David Pujadas: Do you think, one day, you will win this war, and that everybody, everything will go on like before, and Syria will go like before, with nothing changed?

Bashar al-Assad: No, nothing should be as before, because you make things as before means you didn’t develop, you didn’t learn from the conflict. This conflict has many lessons. We have to learn from the lessons, and we have to make things not like before, but better, and there’s a big difference.

David Pujadas: And with Bashar Assad ruling Syria?

Bashar al-Assad: I don’t care about this. I care about what the Syrian people want. If they want Bashar al-Assad, he will stay. If they don’t want him, he has to leave right now. I mean, how can he govern without the support of his public? Can he? He cannot.

David Pujadas: How can you know that you have the support of your population?

Bashar al-Assad: First of all, when you don’t have support, they won’t support the army, you will not withstand for four years. How can you withstand without their support?

David Pujadas: Perhaps they’re scared.

Bashar al-Assad: They are 23 millions. How can 23 millions be scared of one person, or one intelligence, or one government? That’s not realistic, not rational.

David Pujadas: You think it’s democracy now in Syria? You think people can really say what they think?

Bashar al-Assad: No, we were on the way to democracy, it’s a process, it’s a long way. There’s no place you reach it, you say this is democracy. If you want to compare me to the West, to France, and other countries, no, you are much ahead of us, definitely, because of your history and because of many other circumstances and factors. If you want to compare me to your closest friend, Saudi Arabia, of course we are democratic. So, it depends on how you compare me.
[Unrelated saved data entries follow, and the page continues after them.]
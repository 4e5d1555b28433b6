use anyhow::{bail, Context, Result};
use clap::{Args as ClapArgs, Parser, Subcommand};
use rayon::ThreadPoolBuilder;
use raster_geop::geometry::parse_geojson;
use raster_geop::reproject::{reproject, DEFAULT_SRS};
use raster_geop::{
    aggregate, build_masked_grid, count, count_pairs, reclassify, sample_at_point, statistic_by_name,
    weighted_overlay, ElevationExtractor, ExtractionConfig, GdalRaster, GeoJsonDirSink, GeopError,
    Grid, MaskOptions, Modification, RegionTracer, Substitution,
};
use serde::Deserialize;
use serde_json::{json, Value as JsonValue};
use std::fs;
use std::path::{Path, PathBuf};
use std::sync::Arc;
use tracing::info;

#[derive(Parser, Debug)]
#[command(author, version, about, long_about = None)]
struct Args {
    /// Worker threads for parallel operators (default: CPU cores)
    #[arg(short, long, global = true)]
    threads: Option<usize>,

    #[command(subcommand)]
    command: Command,
}

#[derive(ClapArgs, Debug)]
struct PolygonArgs {
    /// GeoJSON file with the polygon of interest
    #[arg(short, long, value_name = "FILE")]
    polygon: PathBuf,

    /// SRS of the polygon; it is reprojected to --raster-srs when given
    #[arg(long, value_name = "SRS")]
    polygon_srs: Option<String>,

    /// SRS of the rasters
    #[arg(long, value_name = "SRS", default_value = DEFAULT_SRS)]
    raster_srs: String,

    /// Only select cells whose center lies in the polygon
    #[arg(long)]
    center_only: bool,
}

#[derive(Subcommand, Debug)]
enum Command {
    /// Histogram of cell values under the polygon
    Count {
        #[command(flatten)]
        polygon: PolygonArgs,
        #[arg(short, long)]
        raster: PathBuf,
        /// JSON list of {"geom": <GeoJSON>, "newValue": <number>}
        #[arg(long, value_name = "FILE")]
        modifications: Option<PathBuf>,
    },
    /// Summary statistic (min, max, mean, stddev) under the polygon
    Stats {
        #[command(flatten)]
        polygon: PolygonArgs,
        #[arg(short, long)]
        raster: PathBuf,
        #[arg(short, long)]
        stat: String,
    },
    /// Co-occurrence counts of value pairs from two aligned rasters
    Pairs {
        #[command(flatten)]
        polygon: PolygonArgs,
        #[arg(short, long, num_args = 2, required = true, value_names = ["A", "B"])]
        rasters: Vec<PathBuf>,
    },
    /// Weighted sum of rasters under the polygon
    Overlay {
        #[command(flatten)]
        polygon: PolygonArgs,
        #[arg(short, long, num_args = 1.., required = true)]
        rasters: Vec<PathBuf>,
        #[arg(short, long, num_args = 1.., required = true, allow_negative_numbers = true)]
        weights: Vec<f64>,
    },
    /// Substitute values or value ranges, e.g. '[[11, 1], [[90, 99], 9]]'
    Reclassify {
        #[command(flatten)]
        polygon: PolygonArgs,
        #[arg(short, long)]
        raster: PathBuf,
        #[arg(long, value_name = "JSON")]
        substitutions: String,
    },
    /// Polygons of the cells equal to a value
    Extract {
        #[command(flatten)]
        polygon: PolygonArgs,
        #[arg(short, long)]
        raster: PathBuf,
        #[arg(long, allow_negative_numbers = true)]
        value: f64,
    },
    /// Cell value at a point
    Sample {
        #[arg(short, long)]
        raster: PathBuf,
        #[arg(short, allow_negative_numbers = true)]
        x: f64,
        #[arg(short, allow_negative_numbers = true)]
        y: f64,
    },
    /// Vectorize elevation bands into GeoJSON files
    Elevation {
        #[command(flatten)]
        polygon: PolygonArgs,
        #[arg(short, long)]
        raster: PathBuf,
        /// Output directory
        #[arg(short, long, value_name = "DIR")]
        output: PathBuf,
        /// Band width in raster units (default: half a foot in meters)
        #[arg(long)]
        band_width: Option<f64>,
        /// Rows per traced chunk
        #[arg(long)]
        chunk_rows: Option<usize>,
        /// Band worker threads (default: CPU cores)
        #[arg(long)]
        workers: Option<usize>,
        /// Close every band on its upper edge
        #[arg(long)]
        inclusive_upper: bool,
        /// Output file prefix
        #[arg(long, default_value = "band")]
        prefix: String,
    },
}

#[derive(Deserialize)]
struct ModificationInput {
    geom: JsonValue,
    #[serde(rename = "newValue")]
    new_value: f64,
}

fn main() {
    tracing_subscriber::fmt().with_writer(std::io::stderr).init();

    let args = Args::parse();
    let start_time = std::time::Instant::now();

    match run(args) {
        Ok(output) => {
            println!("{}", output);
            info!("Total processing time: {:?}", start_time.elapsed());
        }
        Err(err) => {
            println!("{}", error_body(&err));
            std::process::exit(1);
        }
    }
}

/// `{"error": {"kind", "message"}}` for a failed command.
fn error_body(err: &anyhow::Error) -> JsonValue {
    let kind = err
        .downcast_ref::<GeopError>()
        .map(|e| e.kind().as_str())
        .unwrap_or("input");
    json!({ "error": { "kind": kind, "message": format!("{:#}", err) } })
}

fn run(args: Args) -> Result<JsonValue> {
    if let Some(threads) = args.threads {
        ThreadPoolBuilder::new()
            .num_threads(threads)
            .build_global()
            .context("Failed to build thread pool")?;
    }

    let output = match args.command {
        Command::Count {
            polygon,
            raster,
            modifications,
        } => {
            let modifications = match modifications {
                Some(path) => load_modifications(&path, &polygon)?,
                None => Vec::new(),
            };
            let grid = masked_grid(&polygon, &raster, &modifications)?;
            serde_json::to_value(count(&grid))?
        }
        Command::Stats {
            polygon,
            raster,
            stat,
        } => {
            let grid = masked_grid(&polygon, &raster, &[])?;
            let value = statistic_by_name(&grid, &stat)?;
            let mut body = serde_json::Map::new();
            body.insert(stat, json!(value));
            JsonValue::Object(body)
        }
        Command::Pairs { polygon, rasters } => {
            let a = masked_grid(&polygon, &rasters[0], &[])?;
            let b = masked_grid(&polygon, &rasters[1], &[])?;
            serde_json::to_value(count_pairs(&a, &b)?)?
        }
        Command::Overlay {
            polygon,
            rasters,
            weights,
        } => {
            let grids = rasters
                .iter()
                .map(|path| masked_grid(&polygon, path, &[]))
                .collect::<Result<Vec<_>>>()?;
            grid_json(&weighted_overlay(&grids, &weights)?)
        }
        Command::Reclassify {
            polygon,
            raster,
            substitutions,
        } => {
            let substitutions: Vec<Substitution> =
                serde_json::from_str(&substitutions).context("Invalid substitutions")?;
            let grid = masked_grid(&polygon, &raster, &[])?;
            grid_json(&reclassify(&grid, &substitutions)?)
        }
        Command::Extract {
            polygon,
            raster,
            value,
        } => {
            let grid = masked_grid(&polygon, &raster, &[])?;
            let polygons = aggregate::extract_value_regions(&grid, value, &RegionTracer)?;
            let geometries: Vec<JsonValue> = polygons
                .iter()
                .map(|p| serde_json::to_value(geojson::Geometry::new(geojson::Value::from(p))))
                .collect::<std::result::Result<_, _>>()?;
            JsonValue::Array(geometries)
        }
        Command::Sample { raster, x, y } => {
            let source = GdalRaster::open(&raster)?;
            json!({ "value": sample_at_point(&source, x, y)? })
        }
        Command::Elevation {
            polygon,
            raster,
            output,
            band_width,
            chunk_rows,
            workers,
            inclusive_upper,
            prefix,
        } => {
            let defaults = ExtractionConfig::default();
            let config = ExtractionConfig {
                band_width: band_width.unwrap_or(defaults.band_width),
                chunk_rows: chunk_rows.unwrap_or(defaults.chunk_rows),
                workers: workers.or(args.threads),
                inclusive_upper,
            };
            let grid = masked_grid(&polygon, &raster, &[])?;
            let sink = GeoJsonDirSink::new(&output)?.with_prefix(prefix);
            let report = ElevationExtractor::new(config, Arc::new(sink)).run(Arc::new(grid))?;

            let failures: Vec<JsonValue> = report
                .failures()
                .map(|(band, err)| json!({ "band": band.index, "message": err.to_string() }))
                .collect();
            json!({
                "bands": report.bands.len(),
                "completed": report.completed().count(),
                "cancelled": report.cancelled().count(),
                "failed": failures,
                "output": output,
            })
        }
    };
    Ok(output)
}

fn load_polygon(args: &PolygonArgs) -> Result<geo::MultiPolygon<f64>> {
    let text = fs::read_to_string(&args.polygon)
        .with_context(|| format!("Failed to read polygon {:?}", args.polygon))?;
    let polygon = parse_geojson(&text)?;
    match &args.polygon_srs {
        Some(srs) => Ok(reproject(&polygon, srs, &args.raster_srs)?),
        None => Ok(polygon),
    }
}

fn load_modifications(path: &Path, args: &PolygonArgs) -> Result<Vec<Modification>> {
    let text = fs::read_to_string(path)
        .with_context(|| format!("Failed to read modifications {:?}", path))?;
    let inputs: Vec<ModificationInput> =
        serde_json::from_str(&text).context("Invalid modifications")?;
    inputs
        .into_iter()
        .map(|m| {
            let mut geometry = parse_geojson(&m.geom.to_string())?;
            if let Some(srs) = &args.polygon_srs {
                geometry = reproject(&geometry, srs, &args.raster_srs)?;
            }
            Ok(Modification::new(geometry, m.new_value))
        })
        .collect()
}

fn masked_grid(args: &PolygonArgs, raster: &Path, modifications: &[Modification]) -> Result<Grid> {
    if !raster.is_file() {
        bail!("Invalid raster path: {:?}", raster);
    }
    let polygon = load_polygon(args)?;
    let source = GdalRaster::open(raster)?;
    let options = MaskOptions {
        all_touched: !args.center_only,
    };
    info!("Masking {:?}", raster);
    Ok(build_masked_grid(&polygon, &source, modifications, &options)?)
}

/// Row-major values with masked cells as `null`.
fn grid_json(grid: &Grid) -> JsonValue {
    let rows: Vec<Vec<Option<f64>>> = (0..grid.rows())
        .map(|r| (0..grid.cols()).map(|c| grid.get(r, c)).collect())
        .collect();
    json!({ "rows": grid.rows(), "cols": grid.cols(), "values": rows })
}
David Pujadas: If you were convinced that leaving the power would mean peace for Syria, would you do it?

Bashar al-Assad: Without hesitation. If that were the case, without hesitation, I would leave of course. If I’m the reason of conflict in my country, I shouldn’t be here. That’s self-evident.
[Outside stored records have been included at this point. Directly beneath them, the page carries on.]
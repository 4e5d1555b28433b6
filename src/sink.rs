//! Destinations for traced elevation bands.

use std::fs;
use std::path::{Path, PathBuf};
use std::sync::mpsc::Sender;
use std::sync::Mutex;

use geo::MultiPolygon;
use geojson::{Feature, GeoJson, Geometry};
use serde_json::{json, Map as JsonMap, Value as JsonValue};
use tracing::debug;

use crate::elevation::Band;
use crate::error::{GeopError, Result};

/// Receives each band's geometry exactly once.
pub trait OutputSink: Send + Sync {
    fn persist(&self, band: &Band, geometry: &MultiPolygon<f64>) -> Result<()>;
}

pub const DEFAULT_PREFIX: &str = "band";

/// Writes every band to `<dir>/<prefix>-<index>.json` as a GeoJSON Feature
/// carrying `band`, `lower` and `upper` properties.
#[derive(Debug, Clone)]
pub struct GeoJsonDirSink {
    dir: PathBuf,
    prefix: String,
}

impl GeoJsonDirSink {
    /// Create `dir` if needed.
    pub fn new(dir: impl Into<PathBuf>) -> Result<Self> {
        let dir = dir.into();
        fs::create_dir_all(&dir)?;
        Ok(Self {
            dir,
            prefix: DEFAULT_PREFIX.to_string(),
        })
    }

    pub fn with_prefix(mut self, prefix: impl Into<String>) -> Self {
        self.prefix = prefix.into();
        self
    }

    pub fn dir(&self) -> &Path {
        &self.dir
    }

    pub fn path_for(&self, band: &Band) -> PathBuf {
        self.dir.join(format!("{}-{}.json", self.prefix, band.index))
    }
}

/// GeoJSON Feature of one band.
pub fn band_feature(band: &Band, geometry: &MultiPolygon<f64>) -> Feature {
    let mut properties: JsonMap<String, JsonValue> = JsonMap::new();
    properties.insert("band".to_string(), json!(band.index));
    properties.insert("lower".to_string(), json!(band.lower));
    properties.insert("upper".to_string(), json!(band.upper));

    Feature {
        bbox: None,
        geometry: Some(Geometry::new(geojson::Value::from(geometry))),
        id: None,
        properties: Some(properties),
        foreign_members: None,
    }
}

impl OutputSink for GeoJsonDirSink {
    fn persist(&self, band: &Band, geometry: &MultiPolygon<f64>) -> Result<()> {
        let path = self.path_for(band);
        let body = GeoJson::Feature(band_feature(band, geometry)).to_string();
        fs::write(&path, body)
            .map_err(|e| GeopError::persist(band.index, format!("{}: {}", path.display(), e)))?;
        debug!("Band {} saved to {:?}", band.index, path);
        Ok(())
    }
}

/// Keeps persisted bands in memory.
#[derive(Debug, Default)]
pub struct MemorySink {
    bands: Mutex<Vec<(Band, MultiPolygon<f64>)>>,
}

impl MemorySink {
    pub fn new() -> Self {
        Self::default()
    }

    /// Drain everything persisted so far, in persist order.
    pub fn take(&self) -> Vec<(Band, MultiPolygon<f64>)> {
        match self.bands.lock() {
            Ok(mut bands) => std::mem::take(&mut *bands),
            Err(poisoned) => std::mem::take(&mut *poisoned.into_inner()),
        }
    }
}

impl OutputSink for MemorySink {
    fn persist(&self, band: &Band, geometry: &MultiPolygon<f64>) -> Result<()> {
        let mut bands = self
            .bands
            .lock()
            .map_err(|_| GeopError::persist(band.index, "memory sink lock poisoned"))?;
        bands.push((*band, geometry.clone()));
        Ok(())
    }
}

/// Streams `(band index, geometry)` to a receiver as bands complete.
#[derive(Debug)]
pub struct ChannelSink {
    sender: Mutex<Sender<(usize, MultiPolygon<f64>)>>,
}

impl ChannelSink {
    pub fn new(sender: Sender<(usize, MultiPolygon<f64>)>) -> Self {
        Self {
            sender: Mutex::new(sender),
        }
    }
}

impl OutputSink for ChannelSink {
    fn persist(&self, band: &Band, geometry: &MultiPolygon<f64>) -> Result<()> {
        let sender = self
            .sender
            .lock()
            .map_err(|_| GeopError::persist(band.index, "channel sink lock poisoned"))?;
        sender
            .send((band.index, geometry.clone()))
            .map_err(|_| GeopError::persist(band.index, "receiver dropped"))
    }
}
David Pujadas: I wanted to show you another photograph. This is Gilles Jacquier. He was a journalist in our channel, France 2. He was killed here in Syria 3 years ago. You had promised an investigation about that to know who killed him. What can you tell us about this investigation today?

Bashar al-Assad: Regardless of the allegations at that time that we killed him, he was in a residential area under the control of the government, and he was killed by a mortar, not by a bullet, so the self-evident thing is that the government wouldn’t shell itself or the residential area of its supporters by mortars. So, it’s very clear, everybody knows, and many French media at the time acknowledged that he was killed by a mortar that was shelled by what you call the opposition, actually they are terrorists. So, he was definitely killed by them, but if you want to about – are you asking about the investigation?
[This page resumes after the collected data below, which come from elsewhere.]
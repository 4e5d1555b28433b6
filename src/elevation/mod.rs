//! Elevation-band vectorization.
//!
//! The valid value range of a grid is split into bands of fixed width, and
//! each band is traced into a multi-polygon by a pool of worker threads.
//! Bands are queued on one FIFO channel followed by one `Stop` per worker;
//! every worker shares the grid read-only and reports a [`BandOutcome`] per
//! band it dequeues. A failing band never stops its siblings.

mod band;
mod pool;

pub use self::band::{partition_bands, partition_grid, Band};
pub use self::pool::{BandOutcome, BandStatus, CancellationToken, ExtractionReport};

use std::collections::HashSet;
use std::sync::mpsc;
use std::sync::{Arc, Mutex};
use std::io;
use std::thread::{self, JoinHandle};

use tracing::{error, info};

use crate::config::ExtractionConfig;
use crate::error::{GeopError, Result};
use crate::grid::Grid;
use crate::sink::OutputSink;
use crate::trace::{BoundaryTracer, RegionTracer};

use self::pool::{worker_loop, Message, WorkItem};

/// A configured band extraction: tunables, tracer, sink and stop flag.
#[derive(Clone)]
pub struct ElevationExtractor {
    config: ExtractionConfig,
    tracer: Arc<dyn BoundaryTracer>,
    sink: Arc<dyn OutputSink>,
    cancel: CancellationToken,
}

impl ElevationExtractor {
    pub fn new(config: ExtractionConfig, sink: Arc<dyn OutputSink>) -> Self {
        Self {
            config,
            tracer: Arc::new(RegionTracer),
            sink,
            cancel: CancellationToken::new(),
        }
    }

    pub fn with_tracer(mut self, tracer: Arc<dyn BoundaryTracer>) -> Self {
        self.tracer = tracer;
        self
    }

    pub fn with_cancellation(mut self, token: CancellationToken) -> Self {
        self.cancel = token;
        self
    }

    pub fn config(&self) -> &ExtractionConfig {
        &self.config
    }

    /// Token that stops this extraction when cancelled.
    pub fn cancellation_token(&self) -> CancellationToken {
        self.cancel.clone()
    }

    /// Partition `grid` and process every band. Returns once every worker has
    /// terminated.
    pub fn run(&self, grid: Arc<Grid>) -> Result<ExtractionReport> {
        self.config.validate()?;
        let bands = partition_grid(&grid, self.config.band_width)?;
        let workers = self.config.worker_count();
        info!(
            "Extracting {} bands of width {} with {} workers",
            bands.len(),
            self.config.band_width,
            workers
        );

        let (queue_tx, queue_rx) = mpsc::channel();
        for band in &bands {
            send(&queue_tx, Message::Work(WorkItem { band: *band }))?;
        }
        for _ in 0..workers {
            send(&queue_tx, Message::Stop)?;
        }
        drop(queue_tx);

        let queue = Arc::new(Mutex::new(queue_rx));
        let (results_tx, results_rx) = mpsc::channel();
        let handles = spawn_workers(workers, &self.cancel, |id| {
            let grid = Arc::clone(&grid);
            let queue = Arc::clone(&queue);
            let results = results_tx.clone();
            let extractor = self.clone();
            thread::Builder::new()
                .name(format!("band-worker-{}", id))
                .spawn(move || worker_loop(id, grid, queue, results, extractor))
        })?;
        drop(results_tx);

        let mut outcomes: Vec<BandOutcome> = results_rx.iter().collect();
        join_workers(handles);

        let reported: HashSet<usize> = outcomes.iter().map(|o| o.band.index).collect();
        for band in bands.iter().filter(|b| !reported.contains(&b.index)) {
            outcomes.push(BandOutcome {
                band: *band,
                worker: usize::MAX,
                status: BandStatus::Failed(GeopError::WorkerPanic(format!(
                    "band {} was never reported",
                    band.index
                ))),
            });
        }

        let report = ExtractionReport { bands, outcomes };
        info!(
            "Extraction finished: {} completed, {} failed, {} cancelled",
            report.completed().count(),
            report.failures().count(),
            report.cancelled().count()
        );
        Ok(report)
    }
}

/// Start `count` workers. If one fails to start, the run is cancelled and the
/// workers already running are joined before the error is returned.
fn spawn_workers<F>(count: usize, cancel: &CancellationToken, mut spawn: F) -> Result<Vec<JoinHandle<()>>>
where
    F: FnMut(usize) -> io::Result<JoinHandle<()>>,
{
    let mut handles = Vec::with_capacity(count);
    for id in 0..count {
        match spawn(id) {
            Ok(handle) => handles.push(handle),
            Err(err) => {
                error!("Failed to start worker {}: {}", id, err);
                cancel.cancel();
                join_workers(handles);
                return Err(err.into());
            }
        }
    }
    Ok(handles)
}

fn join_workers(handles: Vec<JoinHandle<()>>) {
    for (id, handle) in handles.into_iter().enumerate() {
        if handle.join().is_err() {
            error!("Worker {} panicked outside band processing", id);
        }
    }
}

fn send(queue: &mpsc::Sender<Message>, message: Message) -> Result<()> {
    queue
        .send(message)
        .map_err(|_| GeopError::WorkerPanic("band queue closed".to_string()))
}

/// Extract bands of `band_width` from `grid` with `worker_count` workers and
/// the default tracer.
pub fn run_elevation_extraction(
    grid: Grid,
    band_width: f64,
    worker_count: usize,
    sink: Arc<dyn OutputSink>,
) -> Result<ExtractionReport> {
    let config = ExtractionConfig {
        band_width,
        workers: Some(worker_count),
        ..Default::default()
    };
    ElevationExtractor::new(config, sink).run(Arc::new(grid))
}
//! Routing calendar requests to new-event and modify-event handlers.

use crate::schema::{
    CalendarRequestType, CalendarResponse, ModifyEventDetails, NewEventDetails, RequestType,
};
use async_trait::async_trait;
use promptline_ai::{ModelBackend, ModelError};
use promptline_core::Result;
use promptline_pipeline::{RouteHandler, Router, Step};
use std::sync::Arc;
use tracing::info;

const ROUTER_INSTRUCTION: &str =
    "Determine if the request is to create a new calendar event or modify an existing one.";

/// Router over [`CalendarRequestType`] producing a [`CalendarResponse`].
pub type CalendarRouter = Router<CalendarRequestType, CalendarResponse>;

/// Builds the calendar router with both handlers registered.
#[must_use]
pub fn calendar_router(backend: Arc<dyn ModelBackend>) -> CalendarRouter {
    Router::new(backend, ROUTER_INSTRUCTION)
        .with_handler(NewEventHandler)
        .with_handler(ModifyEventHandler)
}

/// Creates new events.
#[derive(Debug, Clone, Copy, Default)]
pub struct NewEventHandler;

#[async_trait]
impl RouteHandler for NewEventHandler {
    type Output = CalendarResponse;

    fn category(&self) -> &str {
        RequestType::NewEvent.as_str()
    }

    async fn handle(
        &self,
        backend: &dyn ModelBackend,
        description: &str,
    ) -> Result<CalendarResponse, ModelError> {
        info!("processing new event request");
        let details = Step::<NewEventDetails>::new(
            "new_event",
            "Extract details for creating a new calendar event.",
        )
        .run(backend, description)
        .await?;
        info!(?details, "new calendar event");

        Ok(CalendarResponse {
            success: true,
            message: format!(
                "New calendar event '{}' created for {} with {}",
                details.name,
                details.date,
                details.participants.join(", ")
            ),
            calendar_link: Some(format!("calendar://new?event={}", details.name)),
        })
    }
}

/// Modifies existing events.
#[derive(Debug, Clone, Copy, Default)]
pub struct ModifyEventHandler;

#[async_trait]
impl RouteHandler for ModifyEventHandler {
    type Output = CalendarResponse;

    fn category(&self) -> &str {
        RequestType::ModifyEvent.as_str()
    }

    async fn handle(
        &self,
        backend: &dyn ModelBackend,
        description: &str,
    ) -> Result<CalendarResponse, ModelError> {
        info!("processing modify event request");
        let details = Step::<ModifyEventDetails>::new(
            "modify_event",
            "Extract details for modifying an existing calendar event.",
        )
        .run(backend, description)
        .await?;
        info!(?details, "modify calendar event");

        Ok(CalendarResponse {
            success: true,
            message: format!("Modified calendar event '{}'", details.event_identifier),
            calendar_link: Some(format!(
                "calendar://modify?event={}",
                details.event_identifier
            )),
        })
    }
}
David Pujadas: Yes. There has been an investigation? Would you give the result of this investigation you have to prove for French justice?

Bashar al-Assad: No, we don’t have to prove. We have legal procedures, and whenever we have any crime in Syria, we follow these procedures, like any other country. You have a judicial system in Syria, you have regular procedures; so if you want to know about the details, after this interview you can be referred to the involved or interested institution.

David Pujadas: And you would ok to give this information to French justice?

Bashar al-Assad: Of course, we don’t have any problem.

David Pujadas: If French justice would like to send investigators here, policemen, judge, would you be willing to?

Bashar al-Assad: That depends on the agreement between the two governments, if you have agreement or, let’s say, a treaty or such a thing, regarding the judicial systems in the two countries and the cooperation between these two systems, we don’t have a problem, but it’s not a political decision.

David Pujadas: Thank you, Mr. President.

Bashar al-Assad: Thank you for coming.